François Villeroy de Galhau, Governor of the Banque de France
Published on the 27th of November 2025
Symposium marking the 20th anniversary of the CPO – Paris, 27 November 2025
Ladies and gentlemen,
It is a great pleasure for me to open today's symposium dedicated to the 20th anniversary of the Conseil des prélèvements obligatoires (CPO) in our Jacques Delors amphitheater. I would like to pay tribute to the CPO, which since its creation in 2005 has embodied values that are precious – and increasingly rare – in the public debate: objectivity, expertise and independence. The Banque de France fully identifies with these values. I am familiar with the CPO's requirements, having produced a report for its predecessor, the Tax Council, in the 1980s, and then having served as Director General for Taxes.

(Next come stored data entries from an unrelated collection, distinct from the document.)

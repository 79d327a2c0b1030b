use image::{GrayImage, Luma};

use crate::core::raster;
use crate::models::WaveMarkError;

/// 空域 LSB（最低有效位）水印
///
/// ## 算法
///
/// 嵌入：水印图案重采样到宿主尺寸，按 128 阈值二值化，
/// 写入每个像素的最低位：`p' = (p & 0xFE) | bit`。
/// 提取：读出最低位平面 `(p & 1) · 255`，重采样到目标尺寸。
///
/// 提取无需原图参照，但最低位对任何重新量化（有损压缩、滤波）都极其
/// 脆弱，仅适用于无损存储的场景。
pub struct LsbWatermarker;

impl LsbWatermarker {
    /// 将二值化图案写入宿主图的最低位平面
    pub fn embed(host: &GrayImage, pattern: &GrayImage) -> Result<GrayImage, WaveMarkError> {
        let (width, height) = host.dimensions();
        if width == 0 || height == 0 {
            return Err(WaveMarkError::InvalidDimension(
                "Host image is empty".to_string(),
            ));
        }
        if pattern.width() == 0 || pattern.height() == 0 {
            return Err(WaveMarkError::InvalidDimension(
                "Watermark pattern is empty".to_string(),
            ));
        }

        let resized = raster::resize_gray(pattern, width, height);
        let mut result = host.clone();
        for y in 0..height {
            for x in 0..width {
                let bit = if resized.get_pixel(x, y)[0] > 128 { 1 } else { 0 };
                let p = result.get_pixel(x, y)[0];
                result.put_pixel(x, y, Luma([(p & 0xFE) | bit]));
            }
        }
        Ok(result)
    }

    /// 读取最低位平面并重采样到目标尺寸
    pub fn extract(
        image: &GrayImage,
        target_size: (u32, u32),
    ) -> Result<GrayImage, WaveMarkError> {
        let (width, height) = image.dimensions();
        if width == 0 || height == 0 {
            return Err(WaveMarkError::InvalidDimension(
                "Image is empty".to_string(),
            ));
        }
        if target_size.0 == 0 || target_size.1 == 0 {
            return Err(WaveMarkError::InvalidDimension(format!(
                "Target pattern size must be nonzero, got {:?}",
                target_size
            )));
        }

        let mut plane = GrayImage::new(width, height);
        for y in 0..height {
            for x in 0..width {
                let bit = image.get_pixel(x, y)[0] & 1;
                plane.put_pixel(x, y, Luma([bit * 255]));
            }
        }
        Ok(raster::resize_gray(&plane, target_size.0, target_size.1))
    }
}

Allow me to begin with a semantic observation: in English, the word “fiscal” [which appears in the French title of this symposium: « Notre débat fiscal peut-il être rationnel ? »] means “budgetary”, including spending; in France, it refers solely to taxes. This may be a sign of a distinctly French passion for taxation, even more so than among our neighbours. That said, can our tax debate be rational rather than passionate? Your twenty years of experience invite us to take a long-term view of taxes and social security contributions in France, with two perspectives — historical (1) and spatial (2) — and a praise of tax wisdom (3). I will then conclude with a few remarks on our current budget debate (4).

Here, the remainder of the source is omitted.